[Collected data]
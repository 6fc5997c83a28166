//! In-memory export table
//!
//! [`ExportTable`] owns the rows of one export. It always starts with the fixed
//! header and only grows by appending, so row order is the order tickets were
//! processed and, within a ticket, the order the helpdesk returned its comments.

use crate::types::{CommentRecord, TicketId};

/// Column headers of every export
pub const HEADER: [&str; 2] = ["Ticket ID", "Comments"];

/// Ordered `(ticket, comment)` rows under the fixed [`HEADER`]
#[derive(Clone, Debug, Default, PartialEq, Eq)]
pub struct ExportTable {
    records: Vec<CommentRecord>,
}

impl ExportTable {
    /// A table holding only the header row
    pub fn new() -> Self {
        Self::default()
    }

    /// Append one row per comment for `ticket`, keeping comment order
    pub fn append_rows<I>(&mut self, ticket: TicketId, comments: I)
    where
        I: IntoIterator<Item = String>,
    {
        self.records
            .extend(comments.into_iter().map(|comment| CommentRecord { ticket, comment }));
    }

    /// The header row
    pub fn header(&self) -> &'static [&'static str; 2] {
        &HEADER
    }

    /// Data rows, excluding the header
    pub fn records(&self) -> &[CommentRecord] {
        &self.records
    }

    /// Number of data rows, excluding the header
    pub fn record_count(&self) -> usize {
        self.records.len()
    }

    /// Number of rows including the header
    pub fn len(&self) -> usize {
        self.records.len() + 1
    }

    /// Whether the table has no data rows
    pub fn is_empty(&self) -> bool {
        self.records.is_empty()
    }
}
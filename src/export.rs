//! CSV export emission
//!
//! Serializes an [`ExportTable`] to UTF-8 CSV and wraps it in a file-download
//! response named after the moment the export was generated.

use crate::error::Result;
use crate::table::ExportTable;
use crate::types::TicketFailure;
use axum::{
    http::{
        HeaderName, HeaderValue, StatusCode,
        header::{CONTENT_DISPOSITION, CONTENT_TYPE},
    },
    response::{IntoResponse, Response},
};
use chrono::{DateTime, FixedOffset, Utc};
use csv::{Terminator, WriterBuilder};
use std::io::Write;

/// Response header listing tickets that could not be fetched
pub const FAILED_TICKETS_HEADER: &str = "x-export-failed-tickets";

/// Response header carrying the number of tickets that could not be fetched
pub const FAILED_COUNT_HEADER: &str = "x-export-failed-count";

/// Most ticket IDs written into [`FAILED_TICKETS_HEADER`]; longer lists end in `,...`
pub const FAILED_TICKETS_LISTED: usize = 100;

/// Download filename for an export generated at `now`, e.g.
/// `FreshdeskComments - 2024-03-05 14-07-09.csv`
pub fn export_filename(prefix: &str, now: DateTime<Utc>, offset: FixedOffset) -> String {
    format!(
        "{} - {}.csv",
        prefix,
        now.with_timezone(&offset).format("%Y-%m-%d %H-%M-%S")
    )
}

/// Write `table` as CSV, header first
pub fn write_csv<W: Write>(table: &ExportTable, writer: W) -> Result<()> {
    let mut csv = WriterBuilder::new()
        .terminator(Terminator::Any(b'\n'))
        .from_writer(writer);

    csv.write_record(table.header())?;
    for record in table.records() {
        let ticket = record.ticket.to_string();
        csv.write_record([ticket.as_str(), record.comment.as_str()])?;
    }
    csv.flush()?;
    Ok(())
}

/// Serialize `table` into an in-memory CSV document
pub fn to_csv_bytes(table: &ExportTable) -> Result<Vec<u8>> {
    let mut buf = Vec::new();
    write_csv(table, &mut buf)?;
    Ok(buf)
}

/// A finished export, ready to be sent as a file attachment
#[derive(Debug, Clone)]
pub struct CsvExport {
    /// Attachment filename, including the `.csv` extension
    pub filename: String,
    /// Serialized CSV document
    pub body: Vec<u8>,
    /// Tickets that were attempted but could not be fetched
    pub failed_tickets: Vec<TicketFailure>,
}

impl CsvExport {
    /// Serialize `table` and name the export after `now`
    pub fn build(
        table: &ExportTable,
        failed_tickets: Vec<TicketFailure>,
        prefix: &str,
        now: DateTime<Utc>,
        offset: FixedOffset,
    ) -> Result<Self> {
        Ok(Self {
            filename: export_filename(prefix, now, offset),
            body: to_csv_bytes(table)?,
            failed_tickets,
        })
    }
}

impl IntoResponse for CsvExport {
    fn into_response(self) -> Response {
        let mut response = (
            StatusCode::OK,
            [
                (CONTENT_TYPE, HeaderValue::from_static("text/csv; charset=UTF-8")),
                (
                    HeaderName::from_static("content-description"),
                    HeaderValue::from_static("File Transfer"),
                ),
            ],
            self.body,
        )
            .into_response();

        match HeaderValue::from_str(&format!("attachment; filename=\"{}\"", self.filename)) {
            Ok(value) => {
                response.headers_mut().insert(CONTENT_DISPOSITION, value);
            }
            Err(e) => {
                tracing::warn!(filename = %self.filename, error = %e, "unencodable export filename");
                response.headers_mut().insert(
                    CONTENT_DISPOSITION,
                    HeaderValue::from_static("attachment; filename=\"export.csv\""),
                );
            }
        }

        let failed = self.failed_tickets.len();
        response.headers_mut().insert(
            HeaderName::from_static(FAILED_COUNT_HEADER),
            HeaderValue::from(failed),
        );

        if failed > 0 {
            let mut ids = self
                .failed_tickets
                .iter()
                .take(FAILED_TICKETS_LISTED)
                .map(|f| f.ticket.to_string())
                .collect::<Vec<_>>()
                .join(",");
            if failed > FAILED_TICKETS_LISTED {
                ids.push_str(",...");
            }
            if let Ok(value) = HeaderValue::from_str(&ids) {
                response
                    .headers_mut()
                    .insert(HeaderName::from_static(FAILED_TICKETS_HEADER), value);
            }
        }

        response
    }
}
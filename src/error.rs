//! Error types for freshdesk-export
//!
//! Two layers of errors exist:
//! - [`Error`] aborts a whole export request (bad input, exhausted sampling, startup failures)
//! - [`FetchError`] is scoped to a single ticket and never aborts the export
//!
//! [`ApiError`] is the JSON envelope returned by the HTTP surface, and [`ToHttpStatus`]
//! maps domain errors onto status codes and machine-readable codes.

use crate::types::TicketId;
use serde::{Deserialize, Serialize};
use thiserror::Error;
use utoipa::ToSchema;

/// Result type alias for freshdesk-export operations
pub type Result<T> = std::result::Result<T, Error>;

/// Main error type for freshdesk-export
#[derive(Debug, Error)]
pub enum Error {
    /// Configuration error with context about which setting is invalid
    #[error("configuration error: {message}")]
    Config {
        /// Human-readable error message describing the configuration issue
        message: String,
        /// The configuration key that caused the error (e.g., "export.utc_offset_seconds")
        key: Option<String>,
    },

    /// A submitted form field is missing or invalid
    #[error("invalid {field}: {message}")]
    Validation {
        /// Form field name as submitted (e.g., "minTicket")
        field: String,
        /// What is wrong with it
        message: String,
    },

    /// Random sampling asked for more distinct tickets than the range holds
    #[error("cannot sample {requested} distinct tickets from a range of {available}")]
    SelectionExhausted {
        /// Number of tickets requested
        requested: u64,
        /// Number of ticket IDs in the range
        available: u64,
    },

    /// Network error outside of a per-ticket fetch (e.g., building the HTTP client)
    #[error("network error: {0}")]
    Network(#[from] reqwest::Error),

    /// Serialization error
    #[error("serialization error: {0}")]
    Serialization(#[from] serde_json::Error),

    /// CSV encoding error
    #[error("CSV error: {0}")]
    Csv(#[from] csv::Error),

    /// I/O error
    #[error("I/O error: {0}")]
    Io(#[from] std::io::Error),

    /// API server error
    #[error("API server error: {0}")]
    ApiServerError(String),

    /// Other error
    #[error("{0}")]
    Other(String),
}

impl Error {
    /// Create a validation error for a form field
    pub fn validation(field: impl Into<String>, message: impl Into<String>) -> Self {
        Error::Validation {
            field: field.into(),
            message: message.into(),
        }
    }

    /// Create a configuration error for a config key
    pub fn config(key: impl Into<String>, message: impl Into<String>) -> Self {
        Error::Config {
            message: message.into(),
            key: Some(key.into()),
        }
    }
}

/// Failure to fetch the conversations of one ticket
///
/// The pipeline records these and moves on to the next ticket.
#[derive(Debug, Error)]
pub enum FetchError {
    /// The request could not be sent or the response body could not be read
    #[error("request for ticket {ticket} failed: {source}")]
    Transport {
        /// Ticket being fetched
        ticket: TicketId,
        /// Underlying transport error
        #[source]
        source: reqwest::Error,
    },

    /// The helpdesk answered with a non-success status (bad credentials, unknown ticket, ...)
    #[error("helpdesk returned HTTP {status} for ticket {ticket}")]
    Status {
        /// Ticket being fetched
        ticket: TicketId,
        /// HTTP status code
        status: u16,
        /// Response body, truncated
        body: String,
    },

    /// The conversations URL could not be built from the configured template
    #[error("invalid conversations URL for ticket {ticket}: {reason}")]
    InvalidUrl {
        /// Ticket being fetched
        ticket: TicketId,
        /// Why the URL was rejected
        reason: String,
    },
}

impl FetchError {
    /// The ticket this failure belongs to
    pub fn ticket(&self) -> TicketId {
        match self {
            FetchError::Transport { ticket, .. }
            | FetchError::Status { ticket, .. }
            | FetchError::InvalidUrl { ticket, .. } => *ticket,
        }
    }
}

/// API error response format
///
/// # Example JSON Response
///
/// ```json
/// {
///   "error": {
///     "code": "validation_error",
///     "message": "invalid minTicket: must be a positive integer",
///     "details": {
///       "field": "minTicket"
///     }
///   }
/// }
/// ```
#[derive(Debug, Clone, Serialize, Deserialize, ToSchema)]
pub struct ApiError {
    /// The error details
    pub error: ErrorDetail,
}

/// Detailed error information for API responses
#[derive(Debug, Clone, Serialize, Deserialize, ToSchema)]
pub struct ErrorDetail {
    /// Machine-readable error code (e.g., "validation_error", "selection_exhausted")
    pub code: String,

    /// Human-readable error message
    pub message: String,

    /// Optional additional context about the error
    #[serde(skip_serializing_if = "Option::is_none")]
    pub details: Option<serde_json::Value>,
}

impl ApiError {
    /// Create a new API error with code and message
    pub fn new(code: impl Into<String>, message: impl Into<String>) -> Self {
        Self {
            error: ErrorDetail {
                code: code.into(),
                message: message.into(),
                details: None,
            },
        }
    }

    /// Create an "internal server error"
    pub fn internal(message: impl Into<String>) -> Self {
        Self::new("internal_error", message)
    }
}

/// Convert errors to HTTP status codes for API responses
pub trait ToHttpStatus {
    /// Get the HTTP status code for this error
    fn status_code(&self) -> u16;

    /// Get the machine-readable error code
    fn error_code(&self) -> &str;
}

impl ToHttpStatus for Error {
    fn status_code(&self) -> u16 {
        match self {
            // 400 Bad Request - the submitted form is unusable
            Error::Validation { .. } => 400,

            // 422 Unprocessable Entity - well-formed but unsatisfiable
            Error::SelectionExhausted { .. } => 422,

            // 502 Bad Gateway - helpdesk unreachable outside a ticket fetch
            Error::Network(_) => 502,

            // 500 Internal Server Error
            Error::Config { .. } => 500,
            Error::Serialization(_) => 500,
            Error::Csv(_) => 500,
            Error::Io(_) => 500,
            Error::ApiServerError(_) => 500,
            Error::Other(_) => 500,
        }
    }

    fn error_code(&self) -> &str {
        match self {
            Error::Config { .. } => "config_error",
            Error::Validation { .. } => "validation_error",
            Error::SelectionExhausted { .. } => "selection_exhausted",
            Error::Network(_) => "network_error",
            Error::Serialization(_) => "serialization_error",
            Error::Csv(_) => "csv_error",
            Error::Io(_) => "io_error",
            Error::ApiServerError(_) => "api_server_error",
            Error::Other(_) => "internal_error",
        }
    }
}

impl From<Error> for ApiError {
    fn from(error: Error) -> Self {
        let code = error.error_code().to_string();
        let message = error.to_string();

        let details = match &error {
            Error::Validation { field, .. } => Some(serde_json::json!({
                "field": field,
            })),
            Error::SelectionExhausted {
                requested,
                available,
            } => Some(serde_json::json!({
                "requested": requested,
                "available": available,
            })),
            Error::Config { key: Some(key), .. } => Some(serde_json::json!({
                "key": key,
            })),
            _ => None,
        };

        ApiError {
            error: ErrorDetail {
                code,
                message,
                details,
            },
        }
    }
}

▸ **AIM OF THE EXERCISE**:
Copy out the lines of the data where the string "codes" occurs.

▸ **RESPONSE AREA**:
//! maps domain errors onto status codes and machine-readable codes.
/// Convert errors to HTTP status codes for API responses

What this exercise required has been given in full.